(PROBLEM DESCRIPTION): What lines of the data include the string "message"? Copy them all.

(WORKING DATA):
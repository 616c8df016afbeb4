//! Crate-wide error type.

use std::{fmt, io};

pub type Result<T> = std::result::Result<T, Error>;

/// Everything that can go wrong talking to the store, the runtime, or the
/// network.
#[derive(Debug)]
pub enum Error {
    Io(io::Error),
    Json(serde_json::Error),
    Http(hyper::Error),
    Build(hyper::http::Error),
    InvalidUri(hyper::http::uri::InvalidUri),
    /// A non-2xx response, or a response we could not make sense of.
    Fault { code: hyper::StatusCode, message: String },
    NotFound(String),
    InvalidConfig(String),
    /// A serializer job panicked; the worker recovered and kept running, but
    /// this particular call produced no result.
    JobPanicked(String),
}

impl fmt::Display for Error {
    fn fmt(&self, f: &mut fmt::Formatter) -> fmt::Result {
        match self {
            Error::Io(e) => write!(f, "io error: {}", e),
            Error::Json(e) => write!(f, "json error: {}", e),
            Error::Http(e) => write!(f, "http error: {}", e),
            Error::Build(e) => write!(f, "request build error: {}", e),
            Error::InvalidUri(e) => write!(f, "invalid uri: {}", e),
            Error::Fault { code, message } => write!(f, "fault: {} ({})", message, code),
            Error::NotFound(what) => write!(f, "not found: {}", what),
            Error::InvalidConfig(msg) => write!(f, "invalid configuration: {}", msg),
            Error::JobPanicked(msg) => write!(f, "serializer job panicked: {}", msg),
        }
    }
}

impl std::error::Error for Error {
    fn source(&self) -> Option<&(dyn std::error::Error + 'static)> {
        match self {
            Error::Io(e) => Some(e),
            Error::Json(e) => Some(e),
            Error::Http(e) => Some(e),
            Error::Build(e) => Some(e),
            Error::InvalidUri(e) => Some(e),
            _ => None,
        }
    }
}

impl From<io::Error> for Error {
    fn from(e: io::Error) -> Self {
        Error::Io(e)
    }
}

impl From<serde_json::Error> for Error {
    fn from(e: serde_json::Error) -> Self {
        Error::Json(e)
    }
}

impl From<hyper::Error> for Error {
    fn from(e: hyper::Error) -> Self {
        Error::Http(e)
    }
}

impl From<hyper::http::Error> for Error {
    fn from(e: hyper::http::Error) -> Self {
        Error::Build(e)
    }
}

impl From<hyper::http::uri::InvalidUri> for Error {
    fn from(e: hyper::http::uri::InvalidUri) -> Self {
        Error::InvalidUri(e)
    }
}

(RESULT OF THIS TASK):
    Fault { code: hyper::StatusCode, message: String },
            Error::Fault { code, message } => write!(f, "fault: {} ({})", message, code),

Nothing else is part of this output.